Florida Republican Marco Rubio is now running for the Senate seat he was prepared to give up — until his presidential aspirations were derailed by New York billionaire Donald Trump.
While announcing his bid for a second term on Wednesday, Rubio acknowledged his frustration with the Senate and the gridlock he’s found there. But he said he also sees the chamber as an important check against abuses by the executive branch. "No matter who wins the White House, we need a strong group of principled, persuasive leaders in Congress who will not only advance limited government, free enterprise and a strong national defense, but also explain to Americans how it makes life better for them and their families," Rubio said in a statement. "I ultimately changed my mind about this race because on that front, and in that fight, I believe I have something to offer."
Rubio took swipes at both presumptive presidential nominees, saying Democrat Hillary Clinton would lead to economic stagnation and failed foreign policy.

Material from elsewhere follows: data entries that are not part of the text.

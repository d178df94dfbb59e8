//! Board document models.
//!
//! The stored document shape, shared verbatim by every client:
//!
//! - [`Board`] - name, creation time, fixed column list, card map
//! - [`Card`] - one contributed note with votes and voting sessions
//! - [`slugify`] - URL-safe board identifier derivation
//!
//! Serialized as camelCase JSON because the document is the wire format.

mod board;
mod card;
mod slug;

pub use board::Board;
pub use card::Card;
pub use slug::slugify;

"The prospect of a Trump presidency is also worrisome to me," Rubio added. "It is no secret that I have significant disagreements with Donald Trump. His positions on many key issues are still unknown. And some of his statements, especially about women and minorities, I find not just offensive but unacceptable."
A poll released Wednesday suggested he would beat either of his leading Democratic rivals if he made the last-minute decision to run again. In Florida, Rubio leads Rep. Patrick Murphy 47 - 40 percent and tops Rep. Alan Grayson 48 - 40 percent, according to the Quinnipiac University Swing State Poll. The poll also found that none of the relatively unknown Republican candidates already in the Florida race has a lead over either Democrat.

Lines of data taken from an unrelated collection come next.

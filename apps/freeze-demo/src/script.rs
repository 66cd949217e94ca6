use freeze_core::{FrameSize, LifecycleEvent, DISABLE_HOTKEY, ENABLE_HOTKEY};

/// Something the simulated host does at a given frame.
#[derive(Debug, Clone, Copy)]
pub enum Cue {
    Lifecycle(LifecycleEvent),
    /// Hotkey press by its registered name.
    Hotkey(&'static str),
    Resize(FrameSize),
    DropTarget,
}

/// Scripted session, sorted by frame index.
pub fn default_script() -> Vec<(u64, Cue)> {
    vec![
        (10, Cue::Lifecycle(LifecycleEvent::Show)),
        (90, Cue::Resize(FrameSize::new(1280, 720))),
        (120, Cue::DropTarget),
        (125, Cue::Resize(FrameSize::new(1280, 720))),
        (200, Cue::Hotkey(DISABLE_HOTKEY)),
        (230, Cue::Hotkey(ENABLE_HOTKEY)),
        (300, Cue::Lifecycle(LifecycleEvent::Hide)),
    ]
}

"With Republican national leaders worried about keeping control of the U.S. Senate, Sen. Marco Rubio might ride to their rescue if he decides to reverse field and seek re-election," said Peter Brown, assistant director of the Quinnipiac poll.
One of Rubio's would-be opponents, Rep. David Jolly, pre-emptively left the Senate race Friday, opting instead to run for re-election in the House. Another, Rep. Ron DeSantis, said Wednesday he would do the same. Carlos Beruff made clear that he will continue seeking the GOP nomination.
In their attempts to recruit Rubio, Republican operatives complained openly that the five candidates who had been seeking the GOP nomination lacked the ability to raise enough money to win the battleground seat.
Rubio's entrance into the campaign brings with it a national fundraising network and near-universal name recognition to an expensive state the size of a small country.
"He's still a bright shooting star, one of a my best friends in the Senate," said Tim Scott, R-S.C. "And a guy that has lots of integrity and lots of charisma. So I'm excited that he's running and will do everything I can to make sure that he's successful."
But Rubio will also face problems in the state with Trump atop the ticket, potentially alienating Latino voters, and the lingering damage from Rubio's failed presidential campaign. Rubio lost in the state's GOP presidential primary.
"I think his biggest problem is Hillary is going to absolutely swamp the top of the ticket and that's going to have a down-ballot effect," said Sen. Bill Nelson, D-Fla.
The open seat was rated a Tossup by The Rothenberg & Gonzales Political Report/Roll Call before Rubio's decision and that wouldn't change immediately after his announcement.
As for Rubio, he told Roll Call on Wednesday morning that returning to the campaign trail will require changing his routine again.
"I'll be home every weekend, the way I am now. I'll just be campaigning instead of, you know, pressure-cleaning my driveway," Rubio said. "We're going to be up here through the 15th, and then we'll have plenty of time over the summer and fall to campaign."